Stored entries
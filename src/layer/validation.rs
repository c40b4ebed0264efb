//! Validation layer for gateway requests and responses

use std::{
    future::Future,
    pin::Pin,
    task::{Context, Poll},
};

use tower_layer::Layer;
use tower_service::Service;

use crate::{
    protocol::{error::AgentError, message::Part, operation::AgentOperation},
    service::{AgentRequest, AgentResponse},
};

/// Layer that validates gateway requests and responses
#[derive(Clone, Debug, Default)]
pub struct AgentValidationLayer;

impl AgentValidationLayer {
    /// Create a new validation layer
    pub fn new() -> Self {
        Self
    }
}

impl<S> Layer<S> for AgentValidationLayer {
    type Service = AgentValidationService<S>;

    fn layer(&self, inner: S) -> Self::Service {
        AgentValidationService { inner }
    }
}

/// Validation service that wraps an inner service
#[derive(Clone)]
pub struct AgentValidationService<S> {
    inner: S,
}

impl<S> AgentValidationService<S> {
    /// Validate a request before it leaves the client
    fn validate_request(req: &AgentRequest) -> Result<(), AgentError> {
        match &req.operation {
            AgentOperation::SendMessage { message, .. } => {
                if message.parts.is_empty() {
                    return Err(AgentError::Validation(
                        "Message must have at least one part".into(),
                    ));
                }

                for part in &message.parts {
                    match part {
                        Part::Text { text } => {
                            if text.is_empty() {
                                return Err(AgentError::Validation(
                                    "Text part cannot be empty".into(),
                                ));
                            }
                        }
                        Part::File { file } => {
                            if file.uri.is_none() && file.bytes.is_none() {
                                return Err(AgentError::Validation(
                                    "File must have either URI or bytes content".into(),
                                ));
                            }
                        }
                        Part::Data { .. } => {}
                    }
                }
            }
            AgentOperation::ChatCompletion {
                deployment,
                request,
                ..
            } => {
                if deployment.is_empty() {
                    return Err(AgentError::Validation("Deployment cannot be empty".into()));
                }
                if request.messages.is_empty() {
                    return Err(AgentError::Validation(
                        "Chat completion needs at least one message".into(),
                    ));
                }
            }
            AgentOperation::GetAgentCard { path } => {
                if path.trim_start_matches('/').is_empty() {
                    return Err(AgentError::Validation("Card path cannot be empty".into()));
                }
            }
            AgentOperation::ListAgents => {}
        }

        if req.context.agent_url.is_empty() {
            return Err(AgentError::Validation("Agent URL cannot be empty".into()));
        }

        Ok(())
    }

    /// Validate a decoded response
    fn validate_response(resp: &AgentResponse) -> Result<(), AgentError> {
        match resp {
            AgentResponse::Task(task) => {
                if task.id.is_empty() {
                    return Err(AgentError::Validation("Task ID cannot be empty".into()));
                }
            }
            AgentResponse::AgentCard(card) => {
                if card.name.is_empty() {
                    return Err(AgentError::Validation("Agent name cannot be empty".into()));
                }
            }
            _ => {}
        }

        Ok(())
    }
}

impl<S> Service<AgentRequest> for AgentValidationService<S>
where
    S: Service<AgentRequest, Response = AgentResponse, Error = AgentError> + Clone + Send + 'static,
    S::Future: Send,
{
    type Response = AgentResponse;
    type Error = AgentError;
    type Future = Pin<Box<dyn Future<Output = Result<Self::Response, Self::Error>> + Send>>;

    fn poll_ready(&mut self, cx: &mut Context<'_>) -> Poll<Result<(), Self::Error>> {
        self.inner.poll_ready(cx)
    }

    fn call(&mut self, req: AgentRequest) -> Self::Future {
        if let Err(e) = Self::validate_request(&req) {
            return Box::pin(async move { Err(e) });
        }

        let clone = self.inner.clone();
        let mut inner = std::mem::replace(&mut self.inner, clone);
        Box::pin(async move {
            let response = inner.call(req).await?;
            Self::validate_response(&response)?;
            Ok(response)
        })
    }
}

▶ _Assignment_
Wherever a line of the entries holds the string "type", copy that line.

▶ _Response area_
    type Service = AgentValidationService<S>;
    type Response = AgentResponse;
    type Error = AgentError;
    type Future = Pin<Box<dyn Future<Output = Result<Self::Response, Self::Error>> + Send>>;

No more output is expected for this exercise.